L'île où tu côtoies la bise polaire ne possède qu'une route qui en fait tout le tour. Déjà c'est la classe ! Chez toi on peut avancer en reculant. Tu connais quelques familles de pêcheurs qui ne vivent pas très loin de tes flancs, et avec lesquels tu laves ton linge sale en famille. JónKalman Stefánsson préciserait que sur certaines tables de nuit de tes compagnons morutiers, on peut tomber sur le Paradis Perdu de Milton. N'en déplaise à mes camarades qui ne voient en chaque Islandais qu'un pèquenaud en quatre-quatre, les gens d'ici ont compris qu'on ne pouvait vivre sans poésie. Fais-moi une faveur, grand frère. La prochaine fois que tu t'énerves, inscris donc quelques vers de l'auteur aveugle sur tes cendres. Et abreuve l'Europe continentale de ses saintes écritures. Peut être qu'alors, ceux qui ont montré tant de mépris à ton égard comprendront que chez eux on ne fait que survivre.

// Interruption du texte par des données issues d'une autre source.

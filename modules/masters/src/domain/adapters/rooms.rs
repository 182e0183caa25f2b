//! Room adapter: numeric payload (bedroom count).

use std::sync::Arc;

use async_trait::async_trait;
use uuid::Uuid;

use propdesk_http::{Page, PageParams};

use super::support;
use super::{MasterCrud, RangeQueries};
use crate::domain::error::DomainError;
use crate::domain::model::{
    MasterKind, MasterPatch, MasterQuery, MasterRecord, MasterStatistics, NewMasterRecord,
    TypeDetails,
};
use crate::domain::repo::MasterRepository;
use crate::domain::service::{MasterService, RemovalPolicy};

pub struct RoomService<R: MasterRepository> {
    engine: MasterService<R>,
}

impl<R: MasterRepository> RoomService<R> {
    pub fn new(repo: Arc<R>) -> Self {
        Self {
            engine: MasterService::new(MasterKind::Room, repo),
        }
    }

    pub async fn create(&self, input: NewMasterRecord) -> Result<MasterRecord, DomainError> {
        let numeric = support::build_numeric(&input.details)?;
        self.engine
            .create(input, TypeDetails::Numeric(numeric))
            .await
    }

    pub async fn update(
        &self,
        id: Uuid,
        patch: MasterPatch,
    ) -> Result<MasterRecord, DomainError> {
        let current = self.engine.get(id).await?;
        let numeric = current
            .details
            .as_numeric()
            .ok_or_else(|| DomainError::database("room row without numeric payload"))?;
        let merged = support::merge_numeric(numeric, &patch.details)?;
        self.engine
            .apply_update(current, patch, TypeDetails::Numeric(merged))
            .await
    }

    pub async fn find_by_range(
        &self,
        min: Option<i32>,
        max: Option<i32>,
        page: PageParams,
    ) -> Result<Page<MasterRecord>, DomainError> {
        support::validate_range(min, max)?;
        let query = MasterQuery {
            page,
            min_value: min,
            max_value: max,
            ..MasterQuery::default()
        };
        self.engine.list(query).await
    }
}

#[async_trait]
impl<R: MasterRepository> RemovalPolicy for RoomService<R> {
    async fn check_usage(&self, _record: &MasterRecord) -> Result<(), DomainError> {
        Ok(())
    }
}

#[async_trait]
impl<R: MasterRepository> MasterCrud for RoomService<R> {
    fn kind(&self) -> MasterKind {
        MasterKind::Room
    }

    async fn create(&self, input: NewMasterRecord) -> Result<MasterRecord, DomainError> {
        RoomService::create(self, input).await
    }

    async fn get(&self, id: Uuid) -> Result<MasterRecord, DomainError> {
        self.engine.get(id).await
    }

    async fn list(&self, query: MasterQuery) -> Result<Page<MasterRecord>, DomainError> {
        self.engine.list(query).await
    }

    async fn update(&self, id: Uuid, patch: MasterPatch) -> Result<MasterRecord, DomainError> {
        RoomService::update(self, id, patch).await
    }

    async fn remove(&self, id: Uuid) -> Result<(), DomainError> {
        self.engine.remove(self, id).await
    }

    async fn statistics(&self) -> Result<MasterStatistics, DomainError> {
        self.engine.statistics().await
    }

    async fn popular(&self) -> Result<Vec<MasterRecord>, DomainError> {
        self.engine.popular().await
    }
}

#[async_trait]
impl<R: MasterRepository> RangeQueries for RoomService<R> {
    async fn find_by_range(
        &self,
        min: Option<i32>,
        max: Option<i32>,
        page: PageParams,
    ) -> Result<Page<MasterRecord>, DomainError> {
        RoomService::find_by_range(self, min, max, page).await
    }
}
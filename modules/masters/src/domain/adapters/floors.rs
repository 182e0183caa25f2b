//! Floor adapter: numeric payload with a derived display name.
//!
//! When no display name is supplied, one is derived from the floor number:
//! 0 → "Ground Floor", -2 → "Basement 2", 3 → "3rd Floor".

use std::sync::Arc;

use async_trait::async_trait;
use uuid::Uuid;

use propdesk_http::{Page, PageParams};

use super::support;
use super::{MasterCrud, RangeQueries};
use crate::domain::error::DomainError;
use crate::domain::model::{
    MasterKind, MasterPatch, MasterQuery, MasterRecord, MasterStatistics, NewMasterRecord,
    TypeDetails,
};
use crate::domain::repo::MasterRepository;
use crate::domain::service::{MasterService, RemovalPolicy};

pub struct FloorService<R: MasterRepository> {
    engine: MasterService<R>,
}

impl<R: MasterRepository> FloorService<R> {
    pub fn new(repo: Arc<R>) -> Self {
        Self {
            engine: MasterService::new(MasterKind::Floor, repo),
        }
    }

    pub async fn create(&self, input: NewMasterRecord) -> Result<MasterRecord, DomainError> {
        let mut numeric = support::build_numeric(&input.details)?;
        if numeric.display_name.is_none() {
            numeric.display_name = Some(floor_display_name(numeric.value));
        }
        self.engine
            .create(input, TypeDetails::Numeric(numeric))
            .await
    }

    pub async fn update(
        &self,
        id: Uuid,
        patch: MasterPatch,
    ) -> Result<MasterRecord, DomainError> {
        let current = self.engine.get(id).await?;
        let numeric = current
            .details
            .as_numeric()
            .ok_or_else(|| DomainError::database("floor row without numeric payload"))?;
        let mut merged = support::merge_numeric(numeric, &patch.details)?;
        // A changed floor number re-derives the display name unless the
        // same patch sets one explicitly.
        if patch.details.value.is_some() && patch.details.display_name.is_none() {
            merged.display_name = Some(floor_display_name(merged.value));
        }
        self.engine
            .apply_update(current, patch, TypeDetails::Numeric(merged))
            .await
    }

    pub async fn find_by_range(
        &self,
        min: Option<i32>,
        max: Option<i32>,
        page: PageParams,
    ) -> Result<Page<MasterRecord>, DomainError> {
        support::validate_range(min, max)?;
        let query = MasterQuery {
            page,
            min_value: min,
            max_value: max,
            ..MasterQuery::default()
        };
        self.engine.list(query).await
    }
}

/// "Ground Floor" / "Basement {n}" / ordinal "{n} Floor".
pub fn floor_display_name(value: i32) -> String {
    match value {
        0 => "Ground Floor".to_owned(),
        n if n < 0 => format!("Basement {}", -i64::from(n)),
        n => format!("{} Floor", ordinal(n)),
    }
}

fn ordinal(n: i32) -> String {
    let suffix = match (n % 10, n % 100) {
        (_, 11..=13) => "th",
        (1, _) => "st",
        (2, _) => "nd",
        (3, _) => "rd",
        _ => "th",
    };
    format!("{n}{suffix}")
}

#[async_trait]
impl<R: MasterRepository> RemovalPolicy for FloorService<R> {
    async fn check_usage(&self, _record: &MasterRecord) -> Result<(), DomainError> {
        Ok(())
    }
}

#[async_trait]
impl<R: MasterRepository> MasterCrud for FloorService<R> {
    fn kind(&self) -> MasterKind {
        MasterKind::Floor
    }

    async fn create(&self, input: NewMasterRecord) -> Result<MasterRecord, DomainError> {
        FloorService::create(self, input).await
    }

    async fn get(&self, id: Uuid) -> Result<MasterRecord, DomainError> {
        self.engine.get(id).await
    }

    async fn list(&self, query: MasterQuery) -> Result<Page<MasterRecord>, DomainError> {
        self.engine.list(query).await
    }

    async fn update(&self, id: Uuid, patch: MasterPatch) -> Result<MasterRecord, DomainError> {
        FloorService::update(self, id, patch).await
    }

    async fn remove(&self, id: Uuid) -> Result<(), DomainError> {
        self.engine.remove(self, id).await
    }

    async fn statistics(&self) -> Result<MasterStatistics, DomainError> {
        self.engine.statistics().await
    }

    async fn popular(&self) -> Result<Vec<MasterRecord>, DomainError> {
        self.engine.popular().await
    }
}

#[async_trait]
impl<R: MasterRepository> RangeQueries for FloorService<R> {
    async fn find_by_range(
        &self,
        min: Option<i32>,
        max: Option<i32>,
        page: PageParams,
    ) -> Result<Page<MasterRecord>, DomainError> {
        FloorService::find_by_range(self, min, max, page).await
    }
}

#[cfg(test)]
mod tests {
    use super::*;

    #[test]
    fn ground_and_basements() {
        assert_eq!(floor_display_name(0), "Ground Floor");
        assert_eq!(floor_display_name(-1), "Basement 1");
        assert_eq!(floor_display_name(-2), "Basement 2");
    }

    #[test]
    fn ordinal_floors() {
        assert_eq!(floor_display_name(1), "1st Floor");
        assert_eq!(floor_display_name(2), "2nd Floor");
        assert_eq!(floor_display_name(3), "3rd Floor");
        assert_eq!(floor_display_name(4), "4th Floor");
        assert_eq!(floor_display_name(11), "11th Floor");
        assert_eq!(floor_display_name(12), "12th Floor");
        assert_eq!(floor_display_name(13), "13th Floor");
        assert_eq!(floor_display_name(21), "21st Floor");
        assert_eq!(floor_display_name(103), "103rd Floor");
    }
}
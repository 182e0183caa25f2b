//! Schema migrations for the projects module.

use sea_orm_migration::prelude::*;

mod m20250301_000001_create_project_tables;

pub struct Migrator;

#[async_trait::async_trait]
impl MigratorTrait for Migrator {
    fn migrations() -> Vec<Box<dyn MigrationTrait>> {
        vec![Box::new(m20250301_000001_create_project_tables::Migration)]
    }
}
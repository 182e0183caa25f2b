//! Master-data module.
//!
//! One generic record store backs eight logical master types (cities,
//! locations, amenities, floors, towers, property types, rooms, washrooms),
//! each exposed through a thin per-kind adapter that fixes the discriminator
//! and layers on type-specific validation and named queries.

pub mod api;
pub mod domain;
pub mod infra;

pub use domain::error::DomainError;
pub use domain::model::{MasterKind, MasterRecord, RecordStatus};
pub use domain::repo::MasterRepository;
pub use infra::storage::SeaOrmMasterRepository;
pub use infra::storage::migrations::Migrator;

Eyjafjöll. Tu vois, je te nomme et te respecte. Ton nom est imprononçable dans notre langue. Peut-être parce qu'on ne te mérite pas.

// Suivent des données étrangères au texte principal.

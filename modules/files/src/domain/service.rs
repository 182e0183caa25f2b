//! File service: upload, list, get, owner-only delete.

use std::sync::Arc;

use bytes::Bytes;
use chrono::Utc;
use tracing::{info, instrument};
use uuid::Uuid;

use propdesk_auth::AuthUser;
use propdesk_http::Page;

use super::error::FileError;
use super::model::{FileQuery, FileRecord};
use super::ports::ObjectStore;
use super::repo::FileRepository;

pub struct FileService<R: FileRepository> {
    repo: Arc<R>,
    store: Arc<dyn ObjectStore>,
}

impl<R: FileRepository> FileService<R> {
    pub fn new(repo: Arc<R>, store: Arc<dyn ObjectStore>) -> Self {
        Self { repo, store }
    }

    /// Store the bytes, then record the metadata. The two writes are
    /// independent; a crash in between leaves an orphan object, never a
    /// dangling row.
    #[instrument(skip(self, user, bytes), fields(uploader = %user.subject, size = bytes.len()))]
    pub async fn upload(
        &self,
        user: &AuthUser,
        file_name: &str,
        content_type: &str,
        bytes: Bytes,
    ) -> Result<FileRecord, FileError> {
        let file_name = file_name.trim();
        if file_name.is_empty() {
            return Err(FileError::validation("fileName", "must not be empty"));
        }
        if bytes.is_empty() {
            return Err(FileError::validation("file", "must not be empty"));
        }

        let id = Uuid::now_v7();
        let key = format!("{id}/{}", sanitize_file_name(file_name));
        let size = i64::try_from(bytes.len())
            .map_err(|_| FileError::validation("file", "file too large"))?;
        let stored = self.store.put(&key, content_type, bytes).await?;

        let record = FileRecord {
            id,
            file_name: file_name.to_owned(),
            content_type: content_type.to_owned(),
            size_bytes: size,
            storage_key: stored.key,
            url: stored.url,
            uploaded_by: user.subject.clone(),
            created_at: Utc::now(),
        };
        let record = self.repo.insert(record).await?;
        info!(id = %record.id, "file uploaded");
        Ok(record)
    }

    pub async fn get(&self, id: Uuid) -> Result<FileRecord, FileError> {
        self.repo
            .find_by_id(id)
            .await?
            .ok_or(FileError::NotFound(id))
    }

    pub async fn list(&self, query: FileQuery) -> Result<Page<FileRecord>, FileError> {
        self.repo.list(&query).await
    }

    /// Remove the stored object, then the metadata row. Only the uploader
    /// may delete; this is the single ownership rule in the system.
    #[instrument(skip(self, user), fields(caller = %user.subject, id = %id))]
    pub async fn delete(&self, user: &AuthUser, id: Uuid) -> Result<(), FileError> {
        let record = self.get(id).await?;
        if record.uploaded_by != user.subject {
            return Err(FileError::Forbidden(
                "only the uploader may delete this file".to_owned(),
            ));
        }

        self.store.delete(&record.storage_key).await?;
        let removed = self.repo.delete(id).await?;
        if !removed {
            return Err(FileError::NotFound(id));
        }
        info!(id = %id, "file deleted");
        Ok(())
    }
}

/// Keep the stored key flat and predictable: path separators and control
/// characters collapse to underscores.
fn sanitize_file_name(name: &str) -> String {
    name.chars()
        .map(|c| {
            if c.is_ascii_alphanumeric() || matches!(c, '.' | '-' | '_') {
                c
            } else {
                '_'
            }
        })
        .collect()
}

#[cfg(test)]
mod tests {
    use super::*;

    #[test]
    fn file_names_are_sanitized_for_keys() {
        assert_eq!(sanitize_file_name("brochure.pdf"), "brochure.pdf");
        assert_eq!(sanitize_file_name("../../etc/passwd"), ".._.._etc_passwd");
        assert_eq!(sanitize_file_name("site plan (v2).png"), "site_plan__v2_.png");
    }
}
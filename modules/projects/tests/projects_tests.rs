#![allow(clippy::unwrap_used, clippy::expect_used)]

//! Integration tests for builders, agents and projects over in-memory
//! sqlite, with the master store migrated alongside for reference checks.

use std::sync::Arc;

use sea_orm::{ConnectOptions, Database};
use sea_orm_migration::MigratorTrait;
use uuid::Uuid;

use propdesk_masters::domain::adapters::CityService;
use propdesk_masters::domain::model::{DetailsInput, NewMasterRecord};
use propdesk_masters::SeaOrmMasterRepository;
use propdesk_projects::domain::model::{
    MediaKind, NewBuilder, NewProject, PartyQuery, ProjectQuery, UnitConfiguration,
};
use propdesk_projects::{
    AgentService, BuilderService, DomainError, ProjectService, ProjectsMigrator, RepoMasterLookup,
    SeaOrmAgentRepository, SeaOrmBuilderRepository, SeaOrmProjectRepository,
};

struct Harness {
    builders: BuilderService<SeaOrmBuilderRepository>,
    agents: AgentService<SeaOrmAgentRepository>,
    projects:
        ProjectService<SeaOrmProjectRepository, SeaOrmBuilderRepository, SeaOrmAgentRepository>,
    cities: CityService<SeaOrmMasterRepository>,
}

async fn harness() -> Harness {
    // One connection: every pooled connection to sqlite::memory: would
    // otherwise see its own empty database.
    let mut options = ConnectOptions::new("sqlite::memory:");
    options.max_connections(1);
    let db = Database::connect(options).await.expect("connect");
    propdesk_masters::Migrator::up(&db, None).await.expect("masters migrate");
    ProjectsMigrator::up(&db, None).await.expect("projects migrate");

    let master_repo = Arc::new(SeaOrmMasterRepository::new(db.clone()));
    let builder_repo = Arc::new(SeaOrmBuilderRepository::new(db.clone()));
    let agent_repo = Arc::new(SeaOrmAgentRepository::new(db.clone()));
    let project_repo = Arc::new(SeaOrmProjectRepository::new(db));

    Harness {
        builders: BuilderService::new(builder_repo.clone()),
        agents: AgentService::new(agent_repo.clone()),
        projects: ProjectService::new(
            project_repo,
            builder_repo,
            agent_repo,
            Arc::new(RepoMasterLookup::new(master_repo.clone())),
        ),
        cities: CityService::new(master_repo),
    }
}

async fn seed_city(h: &Harness, name: &str) -> Uuid {
    h.cities
        .create(NewMasterRecord {
            name: name.to_owned(),
            details: DetailsInput {
                state: Some("Maharashtra".to_owned()),
                ..DetailsInput::default()
            },
            ..NewMasterRecord::default()
        })
        .await
        .expect("city")
        .id
}

fn new_project(name: &str, builder_id: Uuid, city_id: Uuid) -> NewProject {
    NewProject {
        name: name.to_owned(),
        builder_id: Some(builder_id),
        city_id: Some(city_id),
        unit_configurations: vec![UnitConfiguration {
            label: "2 BHK".to_owned(),
            bedrooms: 2,
            bathrooms: 2,
            area_sqft: Some(980.0),
            price: Some(8_500_000),
        }],
        ..NewProject::default()
    }
}

#[tokio::test]
async fn builder_names_are_unique_among_non_archived() {
    let h = harness().await;

    let acme = h
        .builders
        .create(NewBuilder {
            name: "Acme Homes".to_owned(),
            ..NewBuilder::default()
        })
        .await
        .expect("create");

    let err = h
        .builders
        .create(NewBuilder {
            name: "Acme Homes".to_owned(),
            ..NewBuilder::default()
        })
        .await
        .expect_err("duplicate");
    assert!(matches!(err, DomainError::Conflict(_)));

    h.builders.remove(acme.id).await.expect("archive");
    h.builders
        .create(NewBuilder {
            name: "Acme Homes".to_owned(),
            ..NewBuilder::default()
        })
        .await
        .expect("name free after archive");

    let page = h.builders.list(PartyQuery::default()).await.expect("list");
    assert_eq!(page.pagination.total, 1);
}

#[tokio::test]
async fn project_creation_validates_references() {
    let h = harness().await;
    let city_id = seed_city(&h, "Pune").await;

    // Missing builder.
    let err = h
        .projects
        .create(new_project("Skyline One", Uuid::now_v7(), city_id))
        .await
        .expect_err("unknown builder");
    assert!(matches!(err, DomainError::Validation { .. }));

    let builder = h
        .builders
        .create(NewBuilder {
            name: "Acme Homes".to_owned(),
            ..NewBuilder::default()
        })
        .await
        .expect("builder");

    // Unknown city.
    let err = h
        .projects
        .create(new_project("Skyline One", builder.id, Uuid::now_v7()))
        .await
        .expect_err("unknown city");
    assert!(matches!(err, DomainError::Validation { .. }));

    // All references in place.
    let project = h
        .projects
        .create(new_project("Skyline One", builder.id, city_id))
        .await
        .expect("create");
    assert_eq!(project.unit_configurations.len(), 1);
    assert!(project.media.is_empty());
}

#[tokio::test]
async fn media_entries_append_and_remove_as_independent_writes() {
    let h = harness().await;
    let city_id = seed_city(&h, "Pune").await;
    let builder = h
        .builders
        .create(NewBuilder {
            name: "Acme Homes".to_owned(),
            ..NewBuilder::default()
        })
        .await
        .expect("builder");
    let project = h
        .projects
        .create(new_project("Skyline One", builder.id, city_id))
        .await
        .expect("project");

    let with_media = h
        .projects
        .add_media(
            project.id,
            "https://cdn.example/hero.jpg".to_owned(),
            MediaKind::Image,
            Some("Hero shot".to_owned()),
        )
        .await
        .expect("add media");
    assert_eq!(with_media.media.len(), 1);

    let with_doc = h
        .projects
        .add_document(
            project.id,
            "https://cdn.example/rera.pdf".to_owned(),
            "RERA certificate".to_owned(),
            Some("rera".to_owned()),
        )
        .await
        .expect("add document");
    assert_eq!(with_doc.documents.len(), 1);

    let media_id = with_media.media[0].id;
    let after_remove = h
        .projects
        .remove_media(project.id, media_id)
        .await
        .expect("remove media");
    assert!(after_remove.media.is_empty());

    let err = h
        .projects
        .remove_media(project.id, media_id)
        .await
        .expect_err("already removed");
    assert!(matches!(err, DomainError::NotFound { .. }));
}

#[tokio::test]
async fn project_listing_filters_by_builder_and_price() {
    let h = harness().await;
    let city_id = seed_city(&h, "Pune").await;
    let acme = h
        .builders
        .create(NewBuilder {
            name: "Acme Homes".to_owned(),
            ..NewBuilder::default()
        })
        .await
        .expect("builder");
    let zen = h
        .builders
        .create(NewBuilder {
            name: "Zen Estates".to_owned(),
            ..NewBuilder::default()
        })
        .await
        .expect("builder");

    let mut cheap = new_project("Skyline One", acme.id, city_id);
    cheap.min_price = Some(4_000_000);
    cheap.max_price = Some(6_000_000);
    h.projects.create(cheap).await.expect("cheap");

    let mut pricey = new_project("Zen Towers", zen.id, city_id);
    pricey.min_price = Some(12_000_000);
    pricey.max_price = Some(20_000_000);
    h.projects.create(pricey).await.expect("pricey");

    let by_builder = h
        .projects
        .list(ProjectQuery {
            builder_id: Some(acme.id),
            ..ProjectQuery::default()
        })
        .await
        .expect("by builder");
    assert_eq!(by_builder.pagination.total, 1);
    assert_eq!(by_builder.records[0].name, "Skyline One");

    // Price window that only overlaps the expensive project.
    let in_window = h
        .projects
        .list(ProjectQuery {
            min_price: Some(10_000_000),
            ..ProjectQuery::default()
        })
        .await
        .expect("window");
    assert_eq!(in_window.pagination.total, 1);
    assert_eq!(in_window.records[0].name, "Zen Towers");

    let stats = h.projects.statistics().await.expect("stats");
    assert_eq!(stats.total, 2);
    assert!(stats.avg_min_price.is_some());
}

#[tokio::test]
async fn agents_archive_like_everything_else() {
    let h = harness().await;
    let agent = h
        .agents
        .create(propdesk_projects::domain::model::NewAgent {
            name: "Ravi Deshmukh".to_owned(),
            agency: Some("Acme Realty".to_owned()),
            ..propdesk_projects::domain::model::NewAgent::default()
        })
        .await
        .expect("agent");

    h.agents.remove(agent.id).await.expect("archive");
    let err = h.agents.get(agent.id).await.expect_err("gone");
    assert!(matches!(err, DomainError::NotFound { .. }));

    let err = h.agents.remove(agent.id).await.expect_err("second remove");
    assert!(matches!(err, DomainError::NotFound { .. }));
}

Je veux aussi souligner ta bienveillance.Tu n'a pas voulu humilier nos reporters qui se seraient montrés incapables de prononcer le nom de leur destination à des hôtesses d'Air France excédées. Alors tu nous as tous cloués au sol. T'as dit, « cette semaine, pas d'avion ». Et l'Europe a obéi. Encore la classe !
Avant de te lâcher la fumerolle, j'ai une question à te poser.
La première fois que je t'ai vu, je venais de me cogner du président surexcité qui trépignait partout dans ma télé. Et brusquement, sans prévenir, toi. Enorme, majestueux, et étonnamment... présent. Tu es apparu, solidement ancré sur ton île, là-bas, et je t'ai ressenti comme entité. Curieusement, tu ne m'as pas semblé en colère. Tu paraissais même éprouver de la bienveillance à notre égard. Alors, abasourdi par cette étrange sensation, j'ai vite éteint mon téléviseur et je suis sorti respirer un peu dans mon jardin, désireux de renifler quelques unes de tes particules volcaniques. Et j'ai vu mon arbre. Lui aussi est là depuis des années. Et son ombre est si affable, si pure, si douce !
Voici ma question : si l'homme ne parvient pas à vivre en osmose avec la nature qui l'entoure, n'est-ce pas parce qu'il s'agite tout le temps? Et si on s'immobilisait tous ? Sous un arbre, en Islande ou en France ? Que se passerait-il si on éteignait nous-mêmes les avions ?
Pardonne-moi, grand frère. Car j'ai une requête à te formuler.
Quand je ne voudrai plus être un homme, alors je poserai mon âme sur une terre aride. Là, je prendrai mon temps pour devenir comme toi. Et puis, dans une éruption commune et hilarante, je souhaite que tu m'accordes le privilège de murmurer avec toi : « eh les gars... cette semaine... pas d'avions ! »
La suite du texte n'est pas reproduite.